You could write one. Go to OUTLOOK, not ACCESS, to see the discussion of VBA and objects available from an outlook application. Not sure that you have an easy way to do this directly from Outlook, though it DOES support VBA. OK, let's say you have some sort of record-keeping you want to do. So let's keep that in Access for the purposes of this discussion. In that case, ...
Once you have an idea of what it all looks like, you need to study Access help on how to manipulate application objects. You would need to understand collections and how to enumerate them, traverse them, step through them, or whatever other name you might choose for the process. 'cause with lots of mail files, you'll have a collection of mail objects somewhere.
Then you could open Outlook as an application object, step into your inbox, enumerate your mails, look at the Sender data or Subject data, and where you find the ones you want, start stepping through the message file to verify it is the right message (if there is some text key you needed to see), and manipulate the attachments.

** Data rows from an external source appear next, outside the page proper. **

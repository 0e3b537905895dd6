pub mod state;

use self::state::create_state;
use crate::domain::a030_car_transmission::ui::edit::UpdateTransmissionModal;
use crate::layout::global_context::AppGlobalContext;
use crate::shared::api_utils::api_url;
use crate::shared::i18n::I18n;
use crate::shared::icons::icon;
use contracts::domain::a030_car_transmission::aggregate::{list_path, CarTransmission};
use contracts::shared::api_response::ApiResponse;
use gloo_net::http::Request;
use leptos::prelude::*;
use thaw::*;

#[component]
#[allow(non_snake_case)]
pub fn CarTransmissionList() -> impl IntoView {
    let ctx = use_context::<AppGlobalContext>().expect("AppGlobalContext context not found");
    let state = create_state();
    let (items, set_items) = signal::<Vec<CarTransmission>>(Vec::new());
    let (error, set_error) = signal::<Option<String>>(None);
    let (loading, set_loading) = signal(false);

    let fetch = move || {
        set_loading.set(true);
        wasm_bindgen_futures::spawn_local(async move {
            match fetch_transmissions().await {
                Ok(v) => {
                    set_items.set(v);
                    set_error.set(None);
                }
                Err(e) => {
                    log::error!("car transmissions load failed: {}", e);
                    set_error.set(Some(e));
                }
            }
            set_loading.set(false);
        });
    };
    let get_data = Callback::new(move |_| fetch());

    let i18n = Signal::derive(move || I18n::new(ctx.locale.get()));
    let status_options = Signal::derive(move || ctx.item_status.get());

    let toggle_sort = move |field: &'static str| move |_| state.update(|s| s.toggle(field));

    let sorted_items = move || {
        let mut rows = items.get();
        state.with(|s| s.sort(&mut rows));
        rows
    };

    fetch();

    view! {
        <div class="content">
            <div class="header">
                <h2>{move || i18n.get().t("carTransmitions")}</h2>
                <div class="header__actions">
                    <button class="button button--secondary" on:click=move |_| fetch()>
                        {icon("refresh")}
                        {move || i18n.get().t("refresh")}
                    </button>
                </div>
            </div>

            {move || error.get().map(|e| view! { <div class="error">{e}</div> })}

            <Show when=move || loading.get()>
                <Flex gap=FlexGap::Small style="align-items: center; padding: var(--spacing-xl);">
                    <Spinner size=SpinnerSize::Small />
                    {move || i18n.get().t("loading")}
                </Flex>
            </Show>

            <div class="table-container">
                <table class="table__data table--striped">
                    <thead class="table__head">
                        <tr>
                            <th class="table__header-cell table__header-cell--sortable" on:click=toggle_sort("id")>"ID"</th>
                            <th class="table__header-cell table__header-cell--sortable" on:click=toggle_sort("name_tm")>
                                {move || i18n.get().t("nameTm")}
                            </th>
                            <th class="table__header-cell table__header-cell--sortable" on:click=toggle_sort("name_ru")>
                                {move || i18n.get().t("nameRu")}
                            </th>
                            <th class="table__header-cell table__header-cell--sortable" on:click=toggle_sort("status")>
                                {move || i18n.get().t("status")}
                            </th>
                            <th class="table__header-cell">{move || i18n.get().t("desc")}</th>
                            <th class="table__header-cell"></th>
                        </tr>
                    </thead>
                    <tbody>
                        {move || {
                            let rows = sorted_items();
                            if rows.is_empty() && !loading.get() {
                                return view! {
                                    <tr><td class="table__cell" colspan="6">{i18n.get().t("empty")}</td></tr>
                                }
                                .into_any();
                            }
                            rows.into_iter()
                                .map(|row| {
                                    let record = row.clone();
                                    view! {
                                        <tr class="table__row">
                                            <td class="table__cell">{row.id.value()}</td>
                                            <td class="table__cell">{row.name_tm}</td>
                                            <td class="table__cell">{row.name_ru}</td>
                                            <td class="table__cell">{row.status}</td>
                                            <td class="table__cell">{row.description}</td>
                                            <td class="table__cell">
                                                <UpdateTransmissionModal
                                                    item=Signal::stored(record)
                                                    get_data=get_data
                                                    status_options=status_options
                                                    i18n=i18n.get()
                                                />
                                            </td>
                                        </tr>
                                    }
                                })
                                .collect_view()
                                .into_any()
                        }}
                    </tbody>
                </table>
            </div>
        </div>
    }
}

async fn fetch_transmissions() -> Result<Vec<CarTransmission>, String> {
    let url = api_url(&list_path());

    let response = Request::get(&url)
        .send()
        .await
        .map_err(|e| format!("Request failed: {}", e))?;

    if !response.ok() {
        return Err(format!("HTTP error: {}", response.status()));
    }

    let envelope: ApiResponse = response
        .json()
        .await
        .map_err(|e| format!("Failed to parse response: {}", e))?;

    if envelope.is_error() {
        return Err(envelope
            .message
            .unwrap_or_else(|| "Car transmissions load error".to_string()));
    }

    envelope.data_as()
}
use super::state::read_update_response;
use crate::shared::api_utils::api_url;
use contracts::domain::a030_car_transmission::aggregate::{
    update_path, CarTransmissionId, CarTransmissionUpdateDto,
};
use contracts::shared::api_response::ApiResponse;
use gloo_net::http::Request;

/// PATCH /car-transmition/update/{id}
///
/// Any non-2xx status is an error whatever the body holds.
/// On 2xx the envelope is returned as-is; its `error` flag is left to the caller.
pub async fn update_transmission(
    id: CarTransmissionId,
    body: &CarTransmissionUpdateDto,
) -> Result<ApiResponse, String> {
    let url = api_url(&update_path(id));

    let response = Request::patch(&url)
        .json(body)
        .map_err(|e| format!("Failed to serialize request: {}", e))?
        .send()
        .await
        .map_err(|e| format!("Request failed: {}", e))?;

    let text = response
        .text()
        .await
        .map_err(|e| format!("Failed to read response: {}", e))?;

    read_update_response(response.status(), &text)
}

You can open the file system object as a way to locate the place where you want to put the files. You would have the OUTLOOK object do the saving for you, not Access, because the OUTLOOK attachment collection should have a Save method (or SaveAs method) that you could apply to the attachments.
This is an overview. You need to study Access Help and Outlook help, collection navigation, the File System Object, and Applications Objects. Sounds formidable? Not as bad as all that, just takes some getting used to it.